Sex Scandals in Congress
- Many members of Congress have been busted for various kinds of sexual misconduct
- What explains this behavior?
On 11 June 2007, Idaho Senator Larry Craig—a conservative Republican who had long campaigned on a traditionalist "family values" platform—was arrested for soliciting gay sex from an undercover policeman inside a public restroom in the Minneapolis airport. While the seeming hypocrisy of Craig's actions surely would have become big news in any case, the incident only became truly legendary fodder for late-night comedians and snarky individuals everywhere when the police report revealed that Craig had attempted to explain away his behavior as nothing more than the result of using "a wide stance" while on the toilet.

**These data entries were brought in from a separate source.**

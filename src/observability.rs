//! Logging infrastructure for statmerge observability.
//!
//! statmerge uses `tracing` for structured logging. All events use target
//! "statmerge" and include an `event` field for filtering.
//!
//! ## Library Integration
//!
//! statmerge never initializes a global subscriber. Applications configure
//! tracing via `tracing_subscriber` or similar.
//!
//! ## Conventions
//!
//! - `event`: snake_case event name (required)
//! - `component`: module/subsystem (e.g., "operator", "manager")
//! - Use `%` for Display, `?` for Debug formatting
//! - Per-value decode failures log at warn and carry the dataset id

/// Target for all statmerge log events.
pub(crate) const STATMERGE_TARGET: &str = "statmerge";

/// Macro for info-level log events.
///
/// # Example
/// ```ignore
/// log_info!(
///     component = "manager",
///     event = "operator_attached",
///     table = %table,
///     dataset = %dataset,
/// );
/// ```
macro_rules! log_info {
    ($($field:tt)*) => {
        ::tracing::info!(target: $crate::observability::STATMERGE_TARGET, $($field)*)
    };
}

/// Macro for debug-level log events.
macro_rules! log_debug {
    ($($field:tt)*) => {
        ::tracing::debug!(target: $crate::observability::STATMERGE_TARGET, $($field)*)
    };
}

/// Macro for warn-level log events.
macro_rules! log_warn {
    ($($field:tt)*) => {
        ::tracing::warn!(target: $crate::observability::STATMERGE_TARGET, $($field)*)
    };
}

pub(crate) use log_debug;
pub(crate) use log_info;
pub(crate) use log_warn;
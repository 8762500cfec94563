//! The merge operator invoked inside the engine's iterator pipeline.
//!
//! The engine creates one [`StatsMergeOperator`] per scheduled scan or
//! compaction task and calls [`MergeOperator::merge`] once per key that
//! carries more than one value. The call is synchronous and pure CPU:
//! decode, combine, encode. Per-value corruption is absorbed here; only
//! structural misconfiguration (a row the operator cannot map to a
//! configured dataset) is surfaced to the engine.

use std::collections::BTreeMap;

use thiserror::Error;

use crate::{
    config::{MergeOperatorConfig, OptionsError},
    key::{self, KeyDecodeError},
    observability::{log_debug, log_warn},
    registry::{SerializerFactory, SerializerRegistry},
    stat::Stat,
};

/// A merge function the engine applies when a key holds several values.
///
/// Implementations must be safe to call from whichever thread the engine
/// scheduled the task on, with no shared mutable state between instances.
pub trait MergeOperator: Send + Sync {
    /// Reduce the ordered `values` co-located under `key` to a single value.
    fn merge(&self, key: &[u8], values: &[&[u8]]) -> Result<Vec<u8>, MergeError>;
}

/// A merge call failed structurally.
///
/// These are configuration bugs, not noisy data: the operator was installed
/// on rows outside its declared datasets. The engine surfaces them as a
/// failed read/compaction for the key.
#[derive(Debug, Error)]
pub enum MergeError {
    /// The row key resolves to no dataset under either encoding.
    #[error("row key does not resolve to a dataset: {0}")]
    DatasetUnresolved(#[from] KeyDecodeError),
    /// The dataset resolved but no serializer is registered for it.
    #[error("no serializer registered for dataset `{0}`")]
    UnregisteredDataset(String),
    /// The engine handed the operator an empty value sequence.
    #[error("merge invoked with an empty value sequence")]
    EmptyInput,
}

/// Errors instantiating an operator from persisted table metadata.
#[derive(Debug, Error)]
pub enum OperatorInitError {
    /// The persisted option map does not decode to a configuration.
    #[error("persisted operator options are corrupt: {0}")]
    Options(#[from] OptionsError),
}

/// The statistics merge operator.
///
/// Holds the separator and an immutable serializer snapshot taken at
/// construction; reconfiguration never mutates a live instance, the engine
/// simply builds fresh instances for tasks scheduled after the change.
#[derive(Debug)]
pub struct StatsMergeOperator {
    separator: u8,
    registry: SerializerRegistry,
}

impl StatsMergeOperator {
    /// An operator over an explicit registry snapshot.
    pub fn new(separator: u8, registry: SerializerRegistry) -> Self {
        StatsMergeOperator { separator, registry }
    }

    /// Build an operator from a configuration, using the built-in
    /// serializer factory.
    pub fn from_config(config: &MergeOperatorConfig) -> Self {
        let registry = SerializerRegistry::from_snapshot(
            config
                .datasets()
                .iter()
                .map(|(dataset, descriptor)| (dataset.as_str(), descriptor.as_str())),
        );
        Self::new(config.separator(), registry)
    }

    /// Build an operator from the option map the engine persisted for it.
    ///
    /// This is the engine's initialization path: each scan or compaction
    /// task resolves the installed iterator's options and constructs its
    /// own instance from them.
    pub fn from_options(options: &BTreeMap<String, String>) -> Result<Self, OperatorInitError> {
        let config = MergeOperatorConfig::from_options(options)?;
        Ok(Self::from_config(&config))
    }

    /// Like [`StatsMergeOperator::from_options`] with a custom serializer
    /// factory.
    pub fn from_options_with_factory(
        options: &BTreeMap<String, String>,
        factory: &SerializerFactory,
    ) -> Result<Self, OperatorInitError> {
        let config = MergeOperatorConfig::from_options(options)?;
        let registry = SerializerRegistry::with_factory(
            config
                .datasets()
                .iter()
                .map(|(dataset, descriptor)| (dataset.as_str(), descriptor.as_str())),
            factory,
        );
        Ok(Self::new(config.separator(), registry))
    }

    /// The registry snapshot this instance was built with.
    pub fn registry(&self) -> &SerializerRegistry {
        &self.registry
    }
}

impl MergeOperator for StatsMergeOperator {
    fn merge(&self, key: &[u8], values: &[&[u8]]) -> Result<Vec<u8>, MergeError> {
        // Identity law: a lone value is returned untouched, without a
        // decode/encode round trip.
        let first = match values {
            [] => return Err(MergeError::EmptyInput),
            [only] => return Ok(only.to_vec()),
            [first, ..] => *first,
        };

        let dataset = key::decode_dataset(key, self.separator)?;
        let dataset_id = dataset.dataset_id();
        let serializer = self
            .registry
            .resolve(dataset_id)
            .ok_or_else(|| MergeError::UnregisteredDataset(dataset_id.to_owned()))?;

        // Seed the accumulator with the first value that decodes.
        let mut remaining = values.iter();
        let mut accumulator: Option<Box<dyn Stat>> = None;
        for value in remaining.by_ref() {
            match serializer.decode(value) {
                Ok(stat) => {
                    accumulator = Some(stat);
                    break;
                }
                Err(err) => {
                    log_warn!(
                        component = "operator",
                        event = "stat_decode_skipped",
                        dataset = %dataset_id,
                        error = %err,
                    );
                }
            }
        }

        // Nothing decoded: hand back the first raw value rather than fail,
        // deferring correction to a later pass that sees a parseable value.
        let Some(mut accumulator) = accumulator else {
            log_warn!(
                component = "operator",
                event = "merge_all_undecodable",
                dataset = %dataset_id,
                values = values.len(),
            );
            return Ok(first.to_vec());
        };

        let mut combined = 1usize;
        for value in remaining {
            match serializer.decode(value) {
                Ok(stat) => match accumulator.combine(stat.as_ref()) {
                    Ok(()) => combined += 1,
                    Err(err) => {
                        log_warn!(
                            component = "operator",
                            event = "stat_combine_skipped",
                            dataset = %dataset_id,
                            error = %err,
                        );
                    }
                },
                Err(err) => {
                    log_warn!(
                        component = "operator",
                        event = "stat_decode_skipped",
                        dataset = %dataset_id,
                        error = %err,
                    );
                }
            }
        }

        log_debug!(
            component = "operator",
            event = "merge_completed",
            dataset = %dataset_id,
            values = values.len(),
            combined,
        );
        Ok(accumulator.encode())
    }
}

#[cfg(test)]
mod tests {
    use super::*;
    use crate::{
        key::DEFAULT_SEPARATOR,
        registry::{DESCRIPTOR_COUNT, DESCRIPTOR_MINMAX},
        stat::builtin::{CountSerializer, CountStat, MinMaxStat},
        stat::StatSerializer,
    };

    fn towers_operator() -> StatsMergeOperator {
        let mut config = MergeOperatorConfig::new(DEFAULT_SEPARATOR);
        config.insert("towers", DESCRIPTOR_COUNT);
        config.insert("sensors", DESCRIPTOR_MINMAX);
        StatsMergeOperator::from_config(&config)
    }

    fn decoded_count(bytes: &[u8]) -> u64 {
        let stat = CountSerializer.decode(bytes).unwrap();
        stat.as_any().downcast_ref::<CountStat>().unwrap().value()
    }

    #[test]
    fn counts_fold_across_all_values() {
        let operator = towers_operator();
        let values: Vec<Vec<u8>> = [5u64, 7, 3].iter().map(|n| CountStat::new(*n).encode()).collect();
        let refs: Vec<&[u8]> = values.iter().map(Vec::as_slice).collect();
        let merged = operator.merge(b"towers~k1", &refs).unwrap();
        assert_eq!(decoded_count(&merged), 15);
    }

    #[test]
    fn corrupt_value_is_skipped_not_fatal() {
        let operator = towers_operator();
        let values = vec![
            CountStat::new(5).encode(),
            CountStat::new(7).encode(),
            b"garbage".to_vec(),
            CountStat::new(3).encode(),
        ];
        let refs: Vec<&[u8]> = values.iter().map(Vec::as_slice).collect();
        let merged = operator.merge(b"towers~k1", &refs).unwrap();
        assert_eq!(decoded_count(&merged), 15);
    }

    #[test]
    fn single_value_returned_unchanged() {
        let operator = towers_operator();
        // Not even a decodable frame: the identity path must not decode.
        let raw: &[u8] = b"opaque-not-a-frame";
        let merged = operator.merge(b"towers~k1", &[raw]).unwrap();
        assert_eq!(merged, raw);
    }

    #[test]
    fn all_corrupt_returns_first_raw_value() {
        let operator = towers_operator();
        let values: Vec<&[u8]> = vec![b"junk-a", b"junk-b", b"junk-c"];
        let merged = operator.merge(b"towers~k1", &values).unwrap();
        assert_eq!(merged, b"junk-a");
    }

    #[test]
    fn unresolvable_key_is_fatal() {
        let operator = towers_operator();
        let values = [CountStat::new(1).encode(), CountStat::new(2).encode()];
        let refs: Vec<&[u8]> = values.iter().map(Vec::as_slice).collect();
        let err = operator.merge(b"no-separator", &refs).unwrap_err();
        assert!(matches!(err, MergeError::DatasetUnresolved(_)));
    }

    #[test]
    fn unregistered_dataset_is_fatal() {
        let operator = towers_operator();
        let values = [CountStat::new(1).encode(), CountStat::new(2).encode()];
        let refs: Vec<&[u8]> = values.iter().map(Vec::as_slice).collect();
        let err = operator.merge(b"rivers~k1", &refs).unwrap_err();
        assert!(matches!(err, MergeError::UnregisteredDataset(dataset) if dataset == "rivers"));
    }

    #[test]
    fn empty_input_is_rejected() {
        let operator = towers_operator();
        assert!(matches!(
            operator.merge(b"towers~k1", &[]),
            Err(MergeError::EmptyInput)
        ));
    }

    #[test]
    fn legacy_metadata_key_resolves() {
        let operator = towers_operator();
        let values = [CountStat::new(2).encode(), CountStat::new(9).encode()];
        let refs: Vec<&[u8]> = values.iter().map(Vec::as_slice).collect();
        let merged = operator.merge(b"~METADATA_towers", &refs).unwrap();
        assert_eq!(decoded_count(&merged), 11);
    }

    #[test]
    fn datasets_dispatch_to_their_own_serializers() {
        let operator = towers_operator();
        let values = [MinMaxStat::of(4).encode(), MinMaxStat::of(-2).encode()];
        let refs: Vec<&[u8]> = values.iter().map(Vec::as_slice).collect();
        let merged = operator.merge(b"sensors~site-9", &refs).unwrap();
        let stat = crate::stat::builtin::MinMaxSerializer.decode(&merged).unwrap();
        let stat = stat.as_any().downcast_ref::<MinMaxStat>().unwrap();
        assert_eq!((stat.min(), stat.max()), (-2, 4));
    }
}
//! Wire frame shared by the built-in statistic serializers.
//!
//! Layout: `[kind: u8][payload][crc32: u32 LE]`, checksum over the kind byte
//! and payload. The checksum is what turns silent blob corruption into a
//! skippable decode failure instead of a wrong merge result.

use std::fmt;

use super::StatDecodeError;

/// Frame bytes that are not payload: the kind tag and the crc32 trailer.
const FRAME_OVERHEAD: usize = 1 + 4;

/// Kind tag carried by a statistic frame.
#[derive(Debug, Clone, Copy, PartialEq, Eq)]
pub enum StatKind {
    /// Additive event count.
    Count,
    /// Additive signed sum.
    Sum,
    /// Running minimum and maximum.
    MinMax,
}

impl StatKind {
    pub(crate) fn code(self) -> u8 {
        match self {
            StatKind::Count => 0,
            StatKind::Sum => 1,
            StatKind::MinMax => 2,
        }
    }

    pub(crate) fn from_code(code: u8) -> Option<Self> {
        match code {
            0 => Some(StatKind::Count),
            1 => Some(StatKind::Sum),
            2 => Some(StatKind::MinMax),
            _ => None,
        }
    }

    /// Fixed payload length of this kind.
    pub(crate) fn payload_len(self) -> usize {
        match self {
            StatKind::Count | StatKind::Sum => 8,
            StatKind::MinMax => 16,
        }
    }
}

impl fmt::Display for StatKind {
    fn fmt(&self, f: &mut fmt::Formatter<'_>) -> fmt::Result {
        let name = match self {
            StatKind::Count => "count",
            StatKind::Sum => "sum",
            StatKind::MinMax => "minmax",
        };
        f.write_str(name)
    }
}

pub(crate) fn encode_frame(kind: StatKind, payload: &[u8]) -> Vec<u8> {
    let mut frame = Vec::with_capacity(payload.len() + FRAME_OVERHEAD);
    frame.push(kind.code());
    frame.extend_from_slice(payload);
    let mut hasher = crc32fast::Hasher::new();
    hasher.update(&frame);
    frame.extend_from_slice(&hasher.finalize().to_le_bytes());
    frame
}

pub(crate) fn decode_frame(bytes: &[u8]) -> Result<(StatKind, &[u8]), StatDecodeError> {
    if bytes.len() < FRAME_OVERHEAD {
        return Err(StatDecodeError::Truncated { len: bytes.len() });
    }
    let (body, trailer) = bytes.split_at(bytes.len() - 4);
    let stored = u32::from_le_bytes([trailer[0], trailer[1], trailer[2], trailer[3]]);
    let mut hasher = crc32fast::Hasher::new();
    hasher.update(body);
    let computed = hasher.finalize();
    if stored != computed {
        return Err(StatDecodeError::Checksum { stored, computed });
    }
    let kind =
        StatKind::from_code(body[0]).ok_or(StatDecodeError::UnknownKind { tag: body[0] })?;
    let payload = &body[1..];
    if payload.len() != kind.payload_len() {
        return Err(StatDecodeError::PayloadLength {
            kind,
            expected: kind.payload_len(),
            actual: payload.len(),
        });
    }
    Ok((kind, payload))
}

#[cfg(test)]
mod tests {
    use super::*;

    #[test]
    fn round_trip() {
        let frame = encode_frame(StatKind::Count, &42u64.to_le_bytes());
        let (kind, payload) = decode_frame(&frame).unwrap();
        assert_eq!(kind, StatKind::Count);
        assert_eq!(payload, 42u64.to_le_bytes());
    }

    #[test]
    fn truncated_frame_rejected() {
        let err = decode_frame(&[0, 1, 2]).unwrap_err();
        assert!(matches!(err, StatDecodeError::Truncated { len: 3 }));
    }

    #[test]
    fn unknown_kind_rejected() {
        let frame = encode_frame_with_tag(0x7f, &[0; 8]);
        let err = decode_frame(&frame).unwrap_err();
        assert!(matches!(err, StatDecodeError::UnknownKind { tag: 0x7f }));
    }

    #[test]
    fn flipped_byte_fails_checksum() {
        let mut frame = encode_frame(StatKind::Sum, &7i64.to_le_bytes());
        frame[3] ^= 0x01;
        let err = decode_frame(&frame).unwrap_err();
        assert!(matches!(err, StatDecodeError::Checksum { .. }));
    }

    #[test]
    fn short_payload_rejected() {
        let frame = encode_frame(StatKind::MinMax, &[0; 8]);
        let err = decode_frame(&frame).unwrap_err();
        assert!(matches!(
            err,
            StatDecodeError::PayloadLength {
                kind: StatKind::MinMax,
                expected: 16,
                actual: 8,
            }
        ));
    }

    fn encode_frame_with_tag(tag: u8, payload: &[u8]) -> Vec<u8> {
        let mut frame = vec![tag];
        frame.extend_from_slice(payload);
        let mut hasher = crc32fast::Hasher::new();
        hasher.update(&frame);
        frame.extend_from_slice(&hasher.finalize().to_le_bytes());
        frame
    }
}
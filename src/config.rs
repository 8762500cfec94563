//! Persisted merge-operator configuration and its option-map encoding.
//!
//! The storage engine persists installed iterators as a flat
//! `option key -> option value` map inside its per-table metadata. This
//! module owns the shape of that map for the stats merge operator: one
//! `dataset.<id>` entry per dataset, a `separator` entry, and an
//! `all-scopes` flag. The config round-trips losslessly through
//! [`MergeOperatorConfig::to_options`] / [`MergeOperatorConfig::from_options`].

use std::collections::BTreeMap;

use thiserror::Error;

use crate::key::DEFAULT_SEPARATOR;

/// Name the operator is installed under in table metadata.
pub const OPERATOR_NAME: &str = "stats-merge";

/// Priority of the installed operator.
///
/// Lower than other layered read-time transforms so partial values are
/// combined before any of them observe the row; uniform across scan and
/// every compaction tier.
pub const MERGE_PRIORITY: u32 = 10;

/// Option-key prefix for per-dataset schema descriptors.
pub const DATASET_OPTION_PREFIX: &str = "dataset.";

/// Option key holding the single-character separator.
pub const SEPARATOR_OPTION: &str = "separator";

/// Option key flagging installation in all iterator scopes.
pub const ALL_SCOPES_OPTION: &str = "all-scopes";

/// Phase of the engine's read/compaction pipeline an iterator runs in.
#[derive(Debug, Clone, Copy, PartialEq, Eq, Hash)]
pub enum IteratorScope {
    /// Live scans.
    Scan,
    /// Minor (memtable flush) compactions.
    MinorCompaction,
    /// Major (multi-level) compactions.
    MajorCompaction,
}

impl IteratorScope {
    /// Every scope. The operator must behave uniformly across all of them,
    /// or merged values would differ depending on which scope last ran.
    pub fn all() -> [IteratorScope; 3] {
        [
            IteratorScope::Scan,
            IteratorScope::MinorCompaction,
            IteratorScope::MajorCompaction,
        ]
    }
}

/// Errors decoding a persisted option map.
#[derive(Debug, Error)]
pub enum OptionsError {
    /// The separator option is not exactly one byte.
    #[error("separator option must be a single byte, got `{0}`")]
    InvalidSeparator(String),
    /// A `dataset.` option carries an empty dataset id.
    #[error("dataset option with empty dataset id")]
    EmptyDatasetId,
}

/// The table-scoped merge-operator configuration.
///
/// At most one lives per table; its dataset map keys are unique by
/// construction. Created on first attach, mutated by later attaches and
/// removes, gone when the last dataset is removed.
#[derive(Debug, Clone, PartialEq, Eq)]
pub struct MergeOperatorConfig {
    separator: u8,
    datasets: BTreeMap<String, String>,
}

impl Default for MergeOperatorConfig {
    fn default() -> Self {
        Self::new(DEFAULT_SEPARATOR)
    }
}

impl MergeOperatorConfig {
    /// An empty configuration using `separator`.
    pub fn new(separator: u8) -> Self {
        MergeOperatorConfig {
            separator,
            datasets: BTreeMap::new(),
        }
    }

    /// The separator splitting dataset ids from key remainders.
    pub fn separator(&self) -> u8 {
        self.separator
    }

    /// Register `dataset` with `descriptor`, returning the descriptor it
    /// replaces, if any.
    pub fn insert(&mut self, dataset: impl Into<String>, descriptor: impl Into<String>) -> Option<String> {
        self.datasets.insert(dataset.into(), descriptor.into())
    }

    /// Remove `dataset`, returning its descriptor if it was present.
    pub fn remove(&mut self, dataset: &str) -> Option<String> {
        self.datasets.remove(dataset)
    }

    /// The descriptor registered for `dataset`.
    pub fn descriptor(&self, dataset: &str) -> Option<&str> {
        self.datasets.get(dataset).map(String::as_str)
    }

    /// The full `dataset id -> schema descriptor` map.
    pub fn datasets(&self) -> &BTreeMap<String, String> {
        &self.datasets
    }

    /// Whether no datasets are configured.
    pub fn is_empty(&self) -> bool {
        self.datasets.is_empty()
    }

    /// Number of configured datasets.
    pub fn len(&self) -> usize {
        self.datasets.len()
    }

    /// Encode into the flat option map persisted by the engine.
    pub fn to_options(&self) -> BTreeMap<String, String> {
        let mut options = BTreeMap::new();
        options.insert(
            SEPARATOR_OPTION.to_owned(),
            (self.separator as char).to_string(),
        );
        options.insert(ALL_SCOPES_OPTION.to_owned(), "true".to_owned());
        for (dataset, descriptor) in &self.datasets {
            options.insert(
                format!("{DATASET_OPTION_PREFIX}{dataset}"),
                descriptor.clone(),
            );
        }
        options
    }

    /// Decode from a persisted option map.
    ///
    /// Option keys this module does not own are ignored so the engine can
    /// mix in its own bookkeeping entries. A missing separator option falls
    /// back to [`DEFAULT_SEPARATOR`].
    pub fn from_options(options: &BTreeMap<String, String>) -> Result<Self, OptionsError> {
        let separator = match options.get(SEPARATOR_OPTION) {
            Some(raw) => match raw.as_bytes() {
                [single] => *single,
                _ => return Err(OptionsError::InvalidSeparator(raw.clone())),
            },
            None => DEFAULT_SEPARATOR,
        };
        let mut datasets = BTreeMap::new();
        for (key, value) in options {
            if let Some(dataset) = key.strip_prefix(DATASET_OPTION_PREFIX) {
                if dataset.is_empty() {
                    return Err(OptionsError::EmptyDatasetId);
                }
                datasets.insert(dataset.to_owned(), value.clone());
            }
        }
        Ok(MergeOperatorConfig { separator, datasets })
    }
}
use std::fmt;
use std::time::{SystemTime, UNIX_EPOCH};

use serde::{Deserialize, Serialize};

/// One entry in the pot. Immutable once created; the list is append-only
/// until the round resets.
#[derive(Debug, Clone, PartialEq, Serialize, Deserialize)]
pub struct Deposit {
    pub id: String,
    pub user: String,
    pub token: String,
    pub amount: f64,
    pub timestamp: i64,
}

/// What a depositor (the feed or an external caller) submits. The engine
/// assigns the id and timestamp on acceptance.
#[derive(Debug, Clone, PartialEq, Serialize, Deserialize)]
pub struct DepositRequest {
    pub user: String,
    pub token: String,
    pub amount: f64,
}

#[derive(Debug, Clone, Copy, PartialEq, Eq, Serialize, Deserialize)]
#[serde(rename_all = "lowercase")]
pub enum RoundPhase {
    Active,
    Ending,
    Ended,
    Starting,
}

impl fmt::Display for RoundPhase {
    fn fmt(&self, f: &mut fmt::Formatter<'_>) -> fmt::Result {
        let s = match self {
            RoundPhase::Active => "active",
            RoundPhase::Ending => "ending",
            RoundPhase::Ended => "ended",
            RoundPhase::Starting => "starting",
        };
        f.write_str(s)
    }
}

/// A settled round, as kept by the draw history.
#[derive(Debug, Clone, PartialEq, Serialize, Deserialize)]
pub struct PastDraw {
    pub round_id: u64,
    pub winner: String,
    pub amount: f64,
    pub settled_at: i64,
}

/// Point-in-time copy of all round-scoped state for observers.
#[derive(Debug, Clone, PartialEq, Serialize, Deserialize)]
pub struct RoundSnapshot {
    pub round_id: u64,
    pub phase: RoundPhase,
    pub deposits: Vec<Deposit>,
    pub pot: f64,
    pub seconds: u32,
    pub new_round_countdown: u32,
    pub winner: Option<Deposit>,
    pub win_amount: f64,
    pub spin_rotation: f64,
    pub animation_in_flight: bool,
}

pub fn unix_now() -> i64 {
    SystemTime::now()
        .duration_since(UNIX_EPOCH)
        .map(|d| d.as_secs() as i64)
        .unwrap_or(0)
}
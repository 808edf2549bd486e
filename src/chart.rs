//! Slice builder for the donut chart. Deposits keep their insertion order
//! and their keys stay stable across appends, so already-rendered slices
//! never change position while an animation is running.

use serde::Serialize;

use crate::constants::{BACKGROUND_COLOR, CHART_COLORS, REMAINING_CAPACITY_KEY};
use crate::state::Deposit;
use crate::wheel::remaining_capacity;

/// Derived wedge of the donut: either the remaining-capacity filler or one
/// deposit. Never stored; rebuilt on every deposit-list change.
#[derive(Debug, Clone, PartialEq, Serialize)]
pub struct ChartSlice {
    pub key: String,
    pub value: f64,
    pub color: &'static str,
    pub is_remaining: bool,
    pub deposit: Option<Deposit>,
}

/// Remaining capacity first, then deposits in insertion order, colors cycled
/// through the palette by index.
pub fn build_slices(deposits: &[Deposit], capacity: f64) -> Vec<ChartSlice> {
    let total: f64 = deposits.iter().map(|d| d.amount).sum();
    let remaining = remaining_capacity(total, capacity);

    let mut slices = Vec::with_capacity(deposits.len() + 1);
    slices.push(ChartSlice {
        key: REMAINING_CAPACITY_KEY.to_string(),
        value: remaining,
        color: BACKGROUND_COLOR,
        is_remaining: true,
        deposit: None,
    });

    for (i, deposit) in deposits.iter().enumerate() {
        slices.push(ChartSlice {
            key: deposit.id.clone(),
            value: deposit.amount,
            color: CHART_COLORS[i % CHART_COLORS.len()],
            is_remaining: false,
            deposit: Some(deposit.clone()),
        });
    }

    slices
}

#[cfg(test)]
mod tests {
    use super::*;

    fn deposit(id: &str, amount: f64) -> Deposit {
        Deposit {
            id: id.to_string(),
            user: format!("user-{id}"),
            token: "SOL".to_string(),
            amount,
            timestamp: 0,
        }
    }

    #[test]
    fn values_sum_to_total_plus_remaining() {
        let deposits = vec![deposit("a", 250.5), deposit("b", 320.8), deposit("c", 178.2)];
        let total: f64 = deposits.iter().map(|d| d.amount).sum();
        let slices = build_slices(&deposits, 2_000.0);
        let sum: f64 = slices.iter().map(|s| s.value).sum();
        assert!((sum - (total + (2_000.0 - total))).abs() < 1e-9);
        assert!((slices[0].value - (2_000.0 - total)).abs() < 1e-9);
    }

    #[test]
    fn remaining_clamps_at_zero_when_over_capacity() {
        let deposits = vec![deposit("a", 1_500.0), deposit("b", 900.0)];
        let slices = build_slices(&deposits, 2_000.0);
        assert_eq!(slices[0].value, 0.0);
        assert!(slices[0].is_remaining);
    }

    #[test]
    fn slices_keep_insertion_order_not_amount_order() {
        let deposits = vec![deposit("small", 10.0), deposit("big", 900.0), deposit("mid", 300.0)];
        let slices = build_slices(&deposits, 2_000.0);
        let keys: Vec<&str> = slices.iter().map(|s| s.key.as_str()).collect();
        assert_eq!(keys, vec![REMAINING_CAPACITY_KEY, "small", "big", "mid"]);
    }

    #[test]
    fn keys_stay_stable_under_appends() {
        let mut deposits = vec![deposit("a", 100.0), deposit("b", 200.0)];
        let before = build_slices(&deposits, 2_000.0);
        deposits.push(deposit("c", 300.0));
        let after = build_slices(&deposits, 2_000.0);
        for (prev, next) in before.iter().zip(after.iter()) {
            assert_eq!(prev.key, next.key);
            assert_eq!(prev.color, next.color);
        }
    }

    #[test]
    fn colors_cycle_through_palette() {
        let deposits: Vec<Deposit> = (0..45).map(|i| deposit(&format!("d{i}"), 1.0)).collect();
        let slices = build_slices(&deposits, 2_000.0);
        // slice 0 is the filler; deposit i sits at slice i+1
        assert_eq!(slices[1].color, CHART_COLORS[0]);
        assert_eq!(slices[21].color, CHART_COLORS[0]);
        assert_eq!(slices[45].color, CHART_COLORS[44 % CHART_COLORS.len()]);
    }

    #[test]
    fn empty_round_is_one_filler_slice() {
        let slices = build_slices(&[], 2_000.0);
        assert_eq!(slices.len(), 1);
        assert_eq!(slices[0].value, 2_000.0);
        assert_eq!(slices[0].color, BACKGROUND_COLOR);
    }
}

Larry Craig's "wide stance" excuse didn't go over very well in the criminal justice system, but it did cause him to be mocked by George Clooney and Brad Pitt, among (many) others. Still, unintentional comedic value aside, Craig's actions were hardly unique among the people's representatives in Congress.
The history of congressional sex scandals is long and sordid. The careers of some of the legislative branch's most powerful figures have been laid low by, well, getting laid (or trying to get laid) in various low-down and dirty ways.
There was Colorado Senator Gary Hart, who seemed a shoo-in for the Democratic presidential nomination in 1984 until he was photographed frolicking with a woman who was not his wife aboard a yacht called—hilariously—Monkey Business.
There was powerful Arkansas Senator Wilbur Mills, who seemed like the most old-fashioned of old-fashioned southern conservatives until he got busted in 1974 for driving drunk near the DC Tidal Basin with a stripper named Fannie Foxe riding shotgun.
There was Oregon Senator Bob Packwood, who was forced to resign from office in 1995 after being accussed of sexual harrassment by dozens of women, most of them former staffers or lobbyists who had worked with him during his 27-year Senate career.
Then there was Congressman Tom Evans of Delaware, whose "girlfriend" Paula Parkinson was a well-connected (and well-endowed) lobbyist known to be willing to trade sex for political favors in the 1980s.
Then there was Louisiana Senator David Vitter, a family-values man busted for hiring prostitutes in 2007.
Then there was Florida Representative Mark Foley, who resigned in 2006 after getting caught sending lurid text messages to teenage boys working as congressional pages. Foley was not the first congressmen to get himself into trouble with Congress's teenage volunteers; in the early 1980s, both Dan Crane (a straight Republican from Illinois) and Gerry Studds (a gay Democrat from Massachusetts) were reprimanded for engaging in sexual relationships with 17-year-old pages working in the Capitol. Apparently sexual misconduct knows no bounds of either party or sexual orientation.
And the list could go on and on. Names like Mel Reynolds, Gary Condit, Ted Kennedy, Arthur Brown, Brock Adams, Allen Howe, Fred Richmond, Jon Hinson, and Ken Calvert all deserve their places alongside Larry Craig in the "wide stance" hall of shame.
But why has sexual misconduct in Congress been so common? Why have so many of these powerful men risked their reputations and careers to engage in such seemingly outlandish sexual escapades? Is there something about Capitol Hill's culture of influence-peddling that leads congressmen to treat sex like just another kind of lobbying? Or is this simply a case of power corrupting, of powerful individuals coming to believe that they are above the law and above common standards of morality?
It's hard to offer any kind of definitive answer to these questions. The only thing we can be sure of is that Larry Craig will not be the last congressman or senator to make a complete fool out of his self in a Washington sex scandal. Hopefully he'll be the last to blame it all on a "wide stance," though.